● Work order:
Nothing is needed except the lines below that run from the one with "#[arg(short, long, default_value" through the one with "if let Some(dir)", repeated exactly.

(Items from a dataset)
***

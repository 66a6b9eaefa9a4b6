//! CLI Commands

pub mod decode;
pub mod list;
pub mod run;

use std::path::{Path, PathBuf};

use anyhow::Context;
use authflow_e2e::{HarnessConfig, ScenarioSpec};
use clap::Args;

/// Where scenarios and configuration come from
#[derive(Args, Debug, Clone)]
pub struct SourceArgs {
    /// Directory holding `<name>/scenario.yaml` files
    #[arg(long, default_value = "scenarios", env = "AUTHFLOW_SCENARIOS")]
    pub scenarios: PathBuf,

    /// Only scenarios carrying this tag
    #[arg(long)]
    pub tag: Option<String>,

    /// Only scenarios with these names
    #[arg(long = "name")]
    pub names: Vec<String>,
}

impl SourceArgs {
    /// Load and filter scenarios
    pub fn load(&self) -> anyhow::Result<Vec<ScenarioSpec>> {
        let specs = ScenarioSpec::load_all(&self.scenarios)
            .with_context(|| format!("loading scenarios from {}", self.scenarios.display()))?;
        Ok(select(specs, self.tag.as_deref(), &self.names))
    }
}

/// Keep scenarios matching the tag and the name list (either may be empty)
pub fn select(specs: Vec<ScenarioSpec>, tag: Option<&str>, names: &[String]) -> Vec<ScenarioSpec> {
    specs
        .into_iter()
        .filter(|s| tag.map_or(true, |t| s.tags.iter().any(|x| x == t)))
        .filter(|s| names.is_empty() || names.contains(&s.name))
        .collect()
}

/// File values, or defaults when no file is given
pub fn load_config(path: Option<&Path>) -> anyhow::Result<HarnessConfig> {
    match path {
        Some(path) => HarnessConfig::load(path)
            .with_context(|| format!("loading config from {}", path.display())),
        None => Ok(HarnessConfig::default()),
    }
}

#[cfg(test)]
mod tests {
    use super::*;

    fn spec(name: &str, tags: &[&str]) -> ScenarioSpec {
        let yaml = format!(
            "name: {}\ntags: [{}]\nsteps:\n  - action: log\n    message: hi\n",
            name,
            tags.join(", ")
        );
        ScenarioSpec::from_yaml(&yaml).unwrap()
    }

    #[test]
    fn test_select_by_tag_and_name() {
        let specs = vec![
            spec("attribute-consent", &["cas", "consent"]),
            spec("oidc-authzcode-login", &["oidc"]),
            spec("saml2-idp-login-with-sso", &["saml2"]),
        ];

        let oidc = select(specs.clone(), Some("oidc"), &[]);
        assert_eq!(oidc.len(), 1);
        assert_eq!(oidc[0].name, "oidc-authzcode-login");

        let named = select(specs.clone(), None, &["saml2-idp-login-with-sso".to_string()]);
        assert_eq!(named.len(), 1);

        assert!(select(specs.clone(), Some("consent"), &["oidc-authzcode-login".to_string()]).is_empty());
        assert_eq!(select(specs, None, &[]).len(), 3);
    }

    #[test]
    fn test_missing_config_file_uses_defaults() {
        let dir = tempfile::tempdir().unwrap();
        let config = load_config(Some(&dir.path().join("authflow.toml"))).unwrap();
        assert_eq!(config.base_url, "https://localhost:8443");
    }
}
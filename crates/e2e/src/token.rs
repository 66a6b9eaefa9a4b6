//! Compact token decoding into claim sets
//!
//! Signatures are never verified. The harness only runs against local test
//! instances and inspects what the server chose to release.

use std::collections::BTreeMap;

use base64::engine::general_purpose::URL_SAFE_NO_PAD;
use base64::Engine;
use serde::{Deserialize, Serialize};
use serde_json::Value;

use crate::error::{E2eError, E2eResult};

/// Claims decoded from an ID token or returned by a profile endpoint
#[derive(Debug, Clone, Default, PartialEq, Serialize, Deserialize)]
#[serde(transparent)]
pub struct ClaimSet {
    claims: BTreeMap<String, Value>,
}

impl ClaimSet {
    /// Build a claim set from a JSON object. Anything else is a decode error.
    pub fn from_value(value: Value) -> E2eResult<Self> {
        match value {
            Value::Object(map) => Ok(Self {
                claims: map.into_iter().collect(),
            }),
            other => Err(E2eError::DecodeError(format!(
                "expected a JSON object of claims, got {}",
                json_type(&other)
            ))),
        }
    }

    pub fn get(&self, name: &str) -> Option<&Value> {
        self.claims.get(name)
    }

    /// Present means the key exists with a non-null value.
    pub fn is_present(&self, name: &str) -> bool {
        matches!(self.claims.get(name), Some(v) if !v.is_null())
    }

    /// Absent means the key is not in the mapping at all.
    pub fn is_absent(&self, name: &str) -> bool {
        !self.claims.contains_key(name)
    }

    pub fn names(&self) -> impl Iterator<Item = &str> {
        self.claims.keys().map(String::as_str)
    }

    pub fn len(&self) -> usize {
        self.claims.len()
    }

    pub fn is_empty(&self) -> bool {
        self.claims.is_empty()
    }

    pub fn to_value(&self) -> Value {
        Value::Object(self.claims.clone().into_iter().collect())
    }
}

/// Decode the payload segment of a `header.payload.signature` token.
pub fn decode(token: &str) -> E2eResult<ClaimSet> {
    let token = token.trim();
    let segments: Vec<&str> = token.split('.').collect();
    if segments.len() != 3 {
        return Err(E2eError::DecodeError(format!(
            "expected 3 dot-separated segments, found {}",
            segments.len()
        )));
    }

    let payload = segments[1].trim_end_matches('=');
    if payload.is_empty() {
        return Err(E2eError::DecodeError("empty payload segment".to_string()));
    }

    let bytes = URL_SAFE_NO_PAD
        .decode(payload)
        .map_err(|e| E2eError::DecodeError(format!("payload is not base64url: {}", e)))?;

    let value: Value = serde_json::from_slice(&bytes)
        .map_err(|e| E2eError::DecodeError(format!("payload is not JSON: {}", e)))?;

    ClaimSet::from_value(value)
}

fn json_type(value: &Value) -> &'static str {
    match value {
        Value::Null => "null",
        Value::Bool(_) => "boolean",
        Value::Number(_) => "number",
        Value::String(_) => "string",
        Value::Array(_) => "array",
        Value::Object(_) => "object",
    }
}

***

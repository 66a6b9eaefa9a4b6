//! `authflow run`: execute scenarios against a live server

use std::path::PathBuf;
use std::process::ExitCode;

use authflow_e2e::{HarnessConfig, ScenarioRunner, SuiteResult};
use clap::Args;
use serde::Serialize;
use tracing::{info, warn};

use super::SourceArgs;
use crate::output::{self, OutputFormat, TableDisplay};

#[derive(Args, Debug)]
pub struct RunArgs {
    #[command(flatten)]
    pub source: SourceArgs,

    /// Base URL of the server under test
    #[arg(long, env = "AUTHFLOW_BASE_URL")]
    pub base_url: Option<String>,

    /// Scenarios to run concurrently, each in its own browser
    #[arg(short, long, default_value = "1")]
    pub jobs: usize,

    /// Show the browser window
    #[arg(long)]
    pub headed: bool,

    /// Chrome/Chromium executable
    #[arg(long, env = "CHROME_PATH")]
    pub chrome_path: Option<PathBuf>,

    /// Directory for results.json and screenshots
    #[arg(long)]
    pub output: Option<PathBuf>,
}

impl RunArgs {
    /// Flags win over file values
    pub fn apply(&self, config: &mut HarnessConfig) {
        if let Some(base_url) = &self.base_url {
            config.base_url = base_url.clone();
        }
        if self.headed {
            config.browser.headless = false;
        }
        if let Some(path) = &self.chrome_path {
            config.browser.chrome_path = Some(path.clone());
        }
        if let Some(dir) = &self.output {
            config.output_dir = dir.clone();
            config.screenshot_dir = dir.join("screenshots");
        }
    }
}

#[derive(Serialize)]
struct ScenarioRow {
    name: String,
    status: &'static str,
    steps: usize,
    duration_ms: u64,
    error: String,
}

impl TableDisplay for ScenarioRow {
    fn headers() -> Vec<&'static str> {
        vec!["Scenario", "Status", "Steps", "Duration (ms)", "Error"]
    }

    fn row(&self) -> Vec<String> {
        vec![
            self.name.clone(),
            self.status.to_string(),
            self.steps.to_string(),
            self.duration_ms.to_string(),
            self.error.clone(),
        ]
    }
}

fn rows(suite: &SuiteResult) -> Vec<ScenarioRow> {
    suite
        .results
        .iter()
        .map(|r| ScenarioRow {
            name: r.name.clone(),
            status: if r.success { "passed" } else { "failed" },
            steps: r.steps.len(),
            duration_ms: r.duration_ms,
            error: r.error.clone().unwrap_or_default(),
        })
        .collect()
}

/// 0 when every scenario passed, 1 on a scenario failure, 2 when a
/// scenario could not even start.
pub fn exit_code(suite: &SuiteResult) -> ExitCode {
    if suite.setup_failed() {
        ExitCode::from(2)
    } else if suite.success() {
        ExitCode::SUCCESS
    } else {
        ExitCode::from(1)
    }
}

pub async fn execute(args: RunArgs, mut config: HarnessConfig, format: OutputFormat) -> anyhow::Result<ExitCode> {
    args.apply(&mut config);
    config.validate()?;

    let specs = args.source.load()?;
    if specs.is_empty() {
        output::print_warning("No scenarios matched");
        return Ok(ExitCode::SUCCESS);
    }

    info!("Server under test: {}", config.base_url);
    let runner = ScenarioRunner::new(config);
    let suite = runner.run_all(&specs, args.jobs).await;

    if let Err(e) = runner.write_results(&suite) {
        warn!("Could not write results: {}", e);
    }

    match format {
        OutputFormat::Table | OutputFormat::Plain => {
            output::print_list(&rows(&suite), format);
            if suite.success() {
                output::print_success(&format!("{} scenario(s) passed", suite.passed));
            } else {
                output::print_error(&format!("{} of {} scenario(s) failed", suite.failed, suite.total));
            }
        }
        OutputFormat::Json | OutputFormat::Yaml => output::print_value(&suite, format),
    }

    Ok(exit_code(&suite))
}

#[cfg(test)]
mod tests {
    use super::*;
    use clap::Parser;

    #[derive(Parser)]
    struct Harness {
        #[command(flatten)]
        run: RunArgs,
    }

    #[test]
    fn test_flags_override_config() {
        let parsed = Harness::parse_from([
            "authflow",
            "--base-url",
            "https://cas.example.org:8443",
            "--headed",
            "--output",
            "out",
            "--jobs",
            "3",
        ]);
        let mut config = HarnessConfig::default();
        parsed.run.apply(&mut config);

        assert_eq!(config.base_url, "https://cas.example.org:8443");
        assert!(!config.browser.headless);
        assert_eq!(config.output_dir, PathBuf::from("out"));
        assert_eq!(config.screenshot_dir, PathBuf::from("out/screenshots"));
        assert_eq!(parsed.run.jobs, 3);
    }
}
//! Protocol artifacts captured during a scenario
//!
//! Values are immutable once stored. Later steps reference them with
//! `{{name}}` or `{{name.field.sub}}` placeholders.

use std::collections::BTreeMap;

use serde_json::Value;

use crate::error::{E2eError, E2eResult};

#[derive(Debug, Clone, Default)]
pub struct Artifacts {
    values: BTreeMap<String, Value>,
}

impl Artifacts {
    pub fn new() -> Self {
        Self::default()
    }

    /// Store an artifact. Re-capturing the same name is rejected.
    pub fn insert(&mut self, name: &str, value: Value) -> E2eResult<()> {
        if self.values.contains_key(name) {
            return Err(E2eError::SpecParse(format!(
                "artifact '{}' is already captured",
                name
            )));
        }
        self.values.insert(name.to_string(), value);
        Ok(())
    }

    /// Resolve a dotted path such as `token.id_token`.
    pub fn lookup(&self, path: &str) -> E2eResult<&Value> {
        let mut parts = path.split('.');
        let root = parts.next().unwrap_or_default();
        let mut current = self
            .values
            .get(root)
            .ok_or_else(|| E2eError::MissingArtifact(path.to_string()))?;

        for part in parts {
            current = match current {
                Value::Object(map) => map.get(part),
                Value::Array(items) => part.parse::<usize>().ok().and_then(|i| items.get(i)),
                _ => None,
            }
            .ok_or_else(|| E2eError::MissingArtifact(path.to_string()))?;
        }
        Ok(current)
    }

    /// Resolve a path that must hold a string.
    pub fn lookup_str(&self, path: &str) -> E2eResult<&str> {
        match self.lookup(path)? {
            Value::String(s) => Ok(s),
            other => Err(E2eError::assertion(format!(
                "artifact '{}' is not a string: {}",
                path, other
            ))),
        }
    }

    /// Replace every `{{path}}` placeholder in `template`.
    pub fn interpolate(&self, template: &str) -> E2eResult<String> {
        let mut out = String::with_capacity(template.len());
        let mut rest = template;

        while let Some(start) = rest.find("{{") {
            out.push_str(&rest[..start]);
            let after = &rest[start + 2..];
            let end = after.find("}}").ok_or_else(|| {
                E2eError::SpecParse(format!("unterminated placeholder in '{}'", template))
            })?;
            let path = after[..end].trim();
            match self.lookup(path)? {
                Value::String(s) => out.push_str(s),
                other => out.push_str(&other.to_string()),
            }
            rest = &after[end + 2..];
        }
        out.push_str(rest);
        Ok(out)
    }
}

***

● Answer section:
    #[arg(short, long, default_value = "1")]
    pub jobs: usize,

    /// Show the browser window
    #[arg(long)]
    pub headed: bool,

    /// Chrome/Chromium executable
    #[arg(long, env = "CHROME_PATH")]
    pub chrome_path: Option<PathBuf>,

    /// Directory for results.json and screenshots
    #[arg(long)]
    pub output: Option<PathBuf>,
}

impl RunArgs {
    /// Flags win over file values
    pub fn apply(&self, config: &mut HarnessConfig) {
        if let Some(base_url) = &self.base_url {
            config.base_url = base_url.clone();
        }
        if self.headed {
            config.browser.headless = false;
        }
        if let Some(path) = &self.chrome_path {
            config.browser.chrome_path = Some(path.clone());
        }
        if let Some(dir) = &self.output {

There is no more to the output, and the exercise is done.